The takeover of oilfields by the army's engineering corps was announced by the top military command moments after the president announced a formal decree nationalising the country's petroleum operations, which had been expected.
"The state is recovering its property, the possession and total and absolute control of these resources," Mr Morales said at a May Day speech at San Alberto gas field in southern Bolivia.
Moments later, the president called on the country's "patriots" to "mobilise against any effort by any company to sabotage" the nationalisation.
The left-wing leader stated that the move would be a "true nationalisation" that would help the economy and generate additional jobs in Bolivia, where 70 percent of the population lives in poverty.
Mr Morales said foreign energy companies would have to agree on new contracts with the state-run oil firm, Yacimientos Petroliferos Fiscales Bolivianos (YPFB), within 180 days.
Dramatic revenue increase
During the transition period, the state firm would receive 82 percent of the revenues from any operations, with the oil companies getting the remaining 18 percent.
Mr Morales indicated that "only companies that respect these new terms will be allowed to operate in the country" after the 180-day transition period.
"At the end of this period, companies that do not sign new contracts will not be able to operate in the country," he added.
Officials said the army was to assume control of the 56 oil installations in the country.
The deployment of troops "seeks to ensure the functioning of oil facilities to guarantee the normal supply of energy in accordance with international agreements as well as to fulfill domestic needs," an army statement said.

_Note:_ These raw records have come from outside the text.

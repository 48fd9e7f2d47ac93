//! Bounded rotating error table for faulted components
//!
//! Records are keyed by (identity, message): a repeat of the same failure
//! bumps its count instead of adding a row. The table holds a fixed number
//! of records, evicting oldest-first, while a monotonic total counter is
//! never reset. Messages are truncated to keep records small and uniform.

use crate::error::SchedulerError;

/// Stored failure messages are cut to this length
pub const MAX_ERROR_MESSAGE_LEN: usize = 64;

#[derive(Debug, Clone, PartialEq, Eq)]
pub struct ErrorRecord {
    pub identity: String,
    pub message: String,
    pub count: u64,
    pub last_tick: u64,
}

#[derive(Debug)]
pub struct ErrorLog {
    records: Vec<ErrorRecord>,
    capacity: usize,
    next_slot: usize,
    last: Option<usize>,
    total: u64,
}

impl ErrorLog {
    pub fn new(capacity: usize) -> Self {
        Self {
            records: Vec::new(),
            capacity: capacity.max(1),
            next_slot: 0,
            last: None,
            total: 0,
        }
    }

    pub fn record(&mut self, identity: &str, message: &str, tick: u64) {
        let message: String = message.chars().take(MAX_ERROR_MESSAGE_LEN).collect();
        self.total += 1;

        if let Some(idx) = self
            .records
            .iter()
            .position(|r| r.identity == identity && r.message == message)
        {
            self.records[idx].count += 1;
            self.records[idx].last_tick = tick;
            self.last = Some(idx);
            return;
        }

        let record = ErrorRecord {
            identity: identity.to_string(),
            message,
            count: 1,
            last_tick: tick,
        };
        if self.records.len() < self.capacity {
            self.records.push(record);
            self.last = Some(self.records.len() - 1);
        } else {
            self.records[self.next_slot] = record;
            self.last = Some(self.next_slot);
            self.next_slot = (self.next_slot + 1) % self.capacity;
        }
    }

    pub fn last_error(&self) -> Option<&ErrorRecord> {
        self.last.and_then(|i| self.records.get(i))
    }

    /// Total failures ever recorded, unaffected by eviction
    pub fn total(&self) -> u64 {
        self.total
    }

    pub fn len(&self) -> usize {
        self.records.len()
    }

    pub fn is_empty(&self) -> bool {
        self.records.is_empty()
    }

    /// Page of records in insertion order
    pub fn page(&self, start: usize, count: usize) -> Result<Vec<ErrorRecord>, SchedulerError> {
        if start >= self.records.len() {
            return Err(SchedulerError::ErrorIndexOutOfRange);
        }
        let end = (start + count).min(self.records.len());
        Ok(self.records[start..end].to_vec())
    }
}
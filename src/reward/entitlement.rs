//! Double-declining-balance entitlement apportionment
//!
//! Each period allocates floor(remaining_total / remaining_periods); both
//! shrink as periods elapse, so the final period absorbs all rounding loss
//! and the per-period allocations sum to the original total exactly.

use crate::types::Amount;

#[derive(Debug, Clone)]
pub struct Entitlement {
    remaining_total: Amount,
    days_remaining: u64,
    allocated_total: Amount,
    daily_authorized: Amount,
    last_day: Option<i64>,
}

impl Entitlement {
    pub fn new(total: Amount, days: u64) -> Self {
        Self {
            remaining_total: total,
            days_remaining: days,
            allocated_total: 0,
            daily_authorized: 0,
            last_day: None,
        }
    }

    /// Allocate for `day` if it is a new day and periods remain
    ///
    /// Returns the freshly authorized amount, or `None` when nothing was
    /// allocated (same day, past day, or exhausted period).
    pub fn advance(&mut self, day: i64) -> Option<Amount> {
        if self.days_remaining == 0 {
            return None;
        }
        if let Some(last) = self.last_day {
            if day <= last {
                return None;
            }
        }
        let allocation = self.remaining_total / self.days_remaining as Amount;
        self.remaining_total -= allocation;
        self.days_remaining -= 1;
        self.allocated_total += allocation;
        self.daily_authorized = allocation;
        self.last_day = Some(day);
        Some(allocation)
    }

    pub fn daily_authorized(&self) -> Amount {
        self.daily_authorized
    }

    pub fn allocated_total(&self) -> Amount {
        self.allocated_total
    }

    pub fn remaining_total(&self) -> Amount {
        self.remaining_total
    }

    pub fn days_remaining(&self) -> u64 {
        self.days_remaining
    }
}
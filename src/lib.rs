//! Oracore Library
//!
//! Decentralized price-oracle core: a heartbeat scheduler with fault
//! isolation, a commit-reveal price epoch engine with weighted-median
//! aggregation, and a reward epoch lifecycle with stake snapshots and
//! declining-balance entitlement apportionment.

pub mod config;
pub mod epoch;
pub mod error;
pub mod event;
pub mod governance;
pub mod persistence;
pub mod reward;
pub mod scheduler;
pub mod types;
pub mod whitelist;
//! Whitelist gate
//!
//! Per asset, a bounded ranked set of eligible voters ordered by externally
//! supplied stake. A full list only admits a newcomer whose stake strictly
//! exceeds the current minimum, evicting that minimum member. A separate
//! trusted set bypasses per-asset listing entirely.

use std::collections::HashMap;
use tracing::debug;

use crate::error::WhitelistError;
use crate::types::{Amount, AssetIndex, VoterId};

#[derive(Debug, Clone)]
struct Entry {
    voter: VoterId,
    stake: Amount,
}

#[derive(Debug, Clone)]
pub struct Whitelist {
    max_voters_per_asset: usize,
    listed: HashMap<AssetIndex, Vec<Entry>>,
    trusted: Vec<VoterId>,
}

impl Whitelist {
    pub fn new(max_voters_per_asset: usize, trusted: Vec<VoterId>) -> Self {
        Self {
            max_voters_per_asset,
            listed: HashMap::new(),
            trusted,
        }
    }

    /// Add or re-rank a voter for an asset
    ///
    /// Returns the evicted minimum-stake voter when the list was full and the
    /// newcomer displaced it. Re-adding an existing member updates its stake
    /// in place.
    pub fn try_add(
        &mut self,
        asset: AssetIndex,
        voter: VoterId,
        stake: Amount,
    ) -> Result<Option<VoterId>, WhitelistError> {
        let entries = self.listed.entry(asset).or_default();

        if let Some(existing) = entries.iter_mut().find(|e| e.voter == voter) {
            existing.stake = stake;
            return Ok(None);
        }

        if entries.len() < self.max_voters_per_asset {
            entries.push(Entry { voter, stake });
            debug!(asset, voter = %voter, stake, "voter whitelisted");
            return Ok(None);
        }

        // Full: displace the minimum-stake member only for strictly greater stake
        let (min_idx, min_stake) = entries
            .iter()
            .enumerate()
            .min_by_key(|(_, e)| e.stake)
            .map(|(i, e)| (i, e.stake))
            .ok_or(WhitelistError::WhitelistFull(asset))?;

        if stake <= min_stake {
            return Err(WhitelistError::WhitelistFull(asset));
        }

        let evicted = entries[min_idx].voter;
        entries[min_idx] = Entry { voter, stake };
        debug!(asset, voter = %voter, evicted = %evicted, "voter displaced from whitelist");
        Ok(Some(evicted))
    }

    pub fn remove(&mut self, asset: AssetIndex, voter: VoterId) -> Result<(), WhitelistError> {
        let entries = self
            .listed
            .get_mut(&asset)
            .ok_or(WhitelistError::NotListed(asset))?;
        let before = entries.len();
        entries.retain(|e| e.voter != voter);
        if entries.len() == before {
            return Err(WhitelistError::NotListed(asset));
        }
        Ok(())
    }

    /// Membership check consumed by the price epoch engine
    ///
    /// Trusted voters are always eligible regardless of per-asset listing.
    pub fn is_eligible(&self, asset: AssetIndex, voter: &VoterId) -> bool {
        if self.trusted.contains(voter) {
            return true;
        }
        self.listed
            .get(&asset)
            .map(|entries| entries.iter().any(|e| e.voter == *voter))
            .unwrap_or(false)
    }

    /// Stake of a listed voter, 0 if absent (trusted voters carry their
    /// listed stake when present, else 0)
    pub fn stake_of(&self, asset: AssetIndex, voter: &VoterId) -> Amount {
        self.listed
            .get(&asset)
            .and_then(|entries| entries.iter().find(|e| e.voter == *voter))
            .map(|e| e.stake)
            .unwrap_or(0)
    }

    pub fn listed(&self, asset: AssetIndex) -> Vec<VoterId> {
        self.listed
            .get(&asset)
            .map(|entries| entries.iter().map(|e| e.voter).collect())
            .unwrap_or_default()
    }

    pub fn is_trusted(&self, voter: &VoterId) -> bool {
        self.trusted.contains(voter)
    }
}
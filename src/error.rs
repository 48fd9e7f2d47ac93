//! Error taxonomy for the oracle core
//!
//! Configuration errors are rejected synchronously at the offending call.
//! Execution faults inside `tick()` are never propagated to the trigger
//! caller; the scheduler converts them into error records and holdoff.
//! Protocol violations affect only the submission that caused them.

use thiserror::Error;

use crate::types::AssetIndex;

/// Errors raised by the scheduler's public contract
#[derive(Debug, Error, PartialEq, Eq)]
pub enum SchedulerError {
    #[error("duplicate component: {0}")]
    DuplicateComponent(String),
    #[error("component registry full")]
    RegistryFull,
    #[error("component not found: {0}")]
    ComponentNotFound(String),
    #[error("already triggered for tick {0}")]
    AlreadyTriggered(u64),
    #[error("caller is not the trigger identity")]
    Unauthorized,
    #[error("zero value not allowed")]
    ZeroValue,
    #[error("error index out of range")]
    ErrorIndexOutOfRange,
    #[error("mint request too soon")]
    MintTooSoon,
    #[error("mint request exceeds cap")]
    MintTooLarge,
    #[error("mint cap update too soon")]
    MintCapUpdateTooSoon,
    #[error("mint cap increase too large")]
    MintCapIncreaseTooLarge,
}

/// Protocol violations in the commit-reveal price protocol
///
/// All of these reject a single submission; they never affect other voters
/// or the epoch's eventual finalization.
#[derive(Debug, Error, PartialEq, Eq)]
pub enum VoteError {
    #[error("wrong epoch id")]
    WrongEpoch,
    #[error("not whitelisted for asset {0}")]
    NotWhitelisted(AssetIndex),
    #[error("duplicate submit in epoch")]
    DuplicateSubmit,
    #[error("array lengths differ")]
    ArrayLengthMismatch,
    #[error("indices not strictly increasing")]
    IndicesNotIncreasing,
    #[error("unknown asset index {0}")]
    UnknownAsset(AssetIndex),
    #[error("commit not found")]
    CommitNotFound,
    #[error("reveal does not match commit hash")]
    HashMismatch,
    #[error("already revealed")]
    AlreadyRevealed,
    #[error("random too small")]
    RandomTooSmall,
    #[error("epoch data not available")]
    EpochDataUnavailable,
}

/// Errors from reward-epoch read interfaces
#[derive(Debug, Error, PartialEq, Eq)]
pub enum LifecycleError {
    #[error("reward epoch data not available")]
    EpochDataUnavailable,
}

/// Errors from the two-phase ownership handshake
#[derive(Debug, Error, PartialEq, Eq)]
pub enum GovernanceError {
    #[error("caller is not the owner")]
    NotOwner,
    #[error("caller is not the pending owner")]
    NotPendingOwner,
    #[error("no pending ownership transfer")]
    NoPendingTransfer,
}

/// Errors from the whitelist gate
#[derive(Debug, Error, PartialEq, Eq)]
pub enum WhitelistError {
    #[error("whitelist full for asset {0}")]
    WhitelistFull(AssetIndex),
    #[error("voter not listed for asset {0}")]
    NotListed(AssetIndex),
}

/// A driven component exhausted its per-tick resource budget
///
/// Treated identically to an error raised by the component: aborted,
/// recorded, held off.
#[derive(Debug, Error, PartialEq, Eq)]
#[error("resource ceiling exceeded")]
pub struct MeterExceeded;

Mr Morales was elected in December on a pledge to take a bigger share of earnings from Bolivia's energy industry, which accounts for about 15 percent of its economic output.
Bolivia has the second highest natural gas reserves in Latin America, with an estimated 54 trillion cubic feet. The country produces a modest 40,000 barrels per day of crude oil.
Oil prices rise
The measure is expected to affect about 20 foreign oil companies, including Spain's Repsol, Petrobras of Brazil, Britain's BP and British Gas, US-based ExxonMobil and French group Total.
Although the move was expected to have little impact on global energy supplies, financial markets reacted by pushing prices higher.
The details of the plan were not immediately clear. But Morales himself has repeatedly said that the nationalisation of resources would not involve the confiscation or expropriation of oil companies' assets.
The military document stated that the measure was part of an "intelligent nationalisation, which implies ... the negotiation of terms of equity and justice" with oil companies.
Bolivia's move comes after Venezuela's Chavez clamped down on foreign oil companies that owe back taxes.
Mr Chavez's government also seized control of oil fields operated by Total and ENI of Italy after they rejected new operating accords requiring higher royalties to be paid to state-owned Petroleos de Venezuela SA.